Kräne stehen hinter dem Rohbau für ein Bürogebäude auf einer Baustelle. Die Flaute am Bau hat sich auch im März fortgesetzt. Foto: dpa/Schmidt

Die Flaute am Bau hat sich auch im März fortgesetzt. Im Vergleich zum Februar erholten sich die Aufträge zwar um 0,9 Prozent, wenn Preissteigerungen sowie Saison- und Kalendereinflüsse herausgerechnet werden, wie das Statistische Bundesamt berichtete. Im Vergleich zum Vorjahresmonat kamen aber real rund 20,1 Prozent weniger Aufträge rein. Nur die deutlich gestiegenen Baupreise sorgten dafür, dass der nominale Wert der neuen Aufträge nur 7,9 Prozent unter dem Vorjahreswert lag.

Auf der Erlösseite erzielten die Unternehmen des Bauhauptgewerbes im März mit rund 9 Milliarden Euro 5,7 Prozent mehr Umsatz als ein Jahr zuvor. Auch hier spielen die starken Preissteigerungen eine Rolle: Preisbereinigt ergibt sich ein um 8,2 Prozent geschrumpftes Geschäft.
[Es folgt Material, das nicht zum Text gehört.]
use super::{ApiResponse, AppState};
use crate::error::Result;
use crate::services::FeedService;
use actix_web::{web, HttpResponse};
use serde::Deserialize;

#[derive(Debug, Deserialize)]
pub struct SearchQuery {
    #[serde(default)]
    pub q: String,
}

/// GET /search?q=
pub async fn search_content(
    state: web::Data<AppState>,
    query: web::Query<SearchQuery>,
) -> Result<HttpResponse> {
    let service = FeedService::new(state.store.clone(), state.feed.clone());
    let hits = service.search(&query.q).await?;

    Ok(ApiResponse::ok(hits))
}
Auch im ersten Quartal insgesamt ergab sich ein realer Rückgang um 8,2 Prozent.

Branchenverbände führten die Zahlen auf den Einbruch im Wohnungsbau zurück. Hier sei das Auftragsvolumen im ersten Quartal real um mehr als ein Drittel geschrumpft, berichtete der Zentralverband des Baugewerbes. Seit einem halben Jahr habe man vom Auftragsbestand gezehrt. Nun brauche es eine deutliche Zinsstütze etwa durch KfW-Kredite sowie ein "temporäres Aussetzen der überzogenen energetischen Anforderungen", sagte Hauptgeschäftsführer Felix Pakleppa. Der Hauptverband der Bauindustrie verwies auf sinkende Eigenkapitalquoten und zurückgehende Investitionen bei den Betrieben.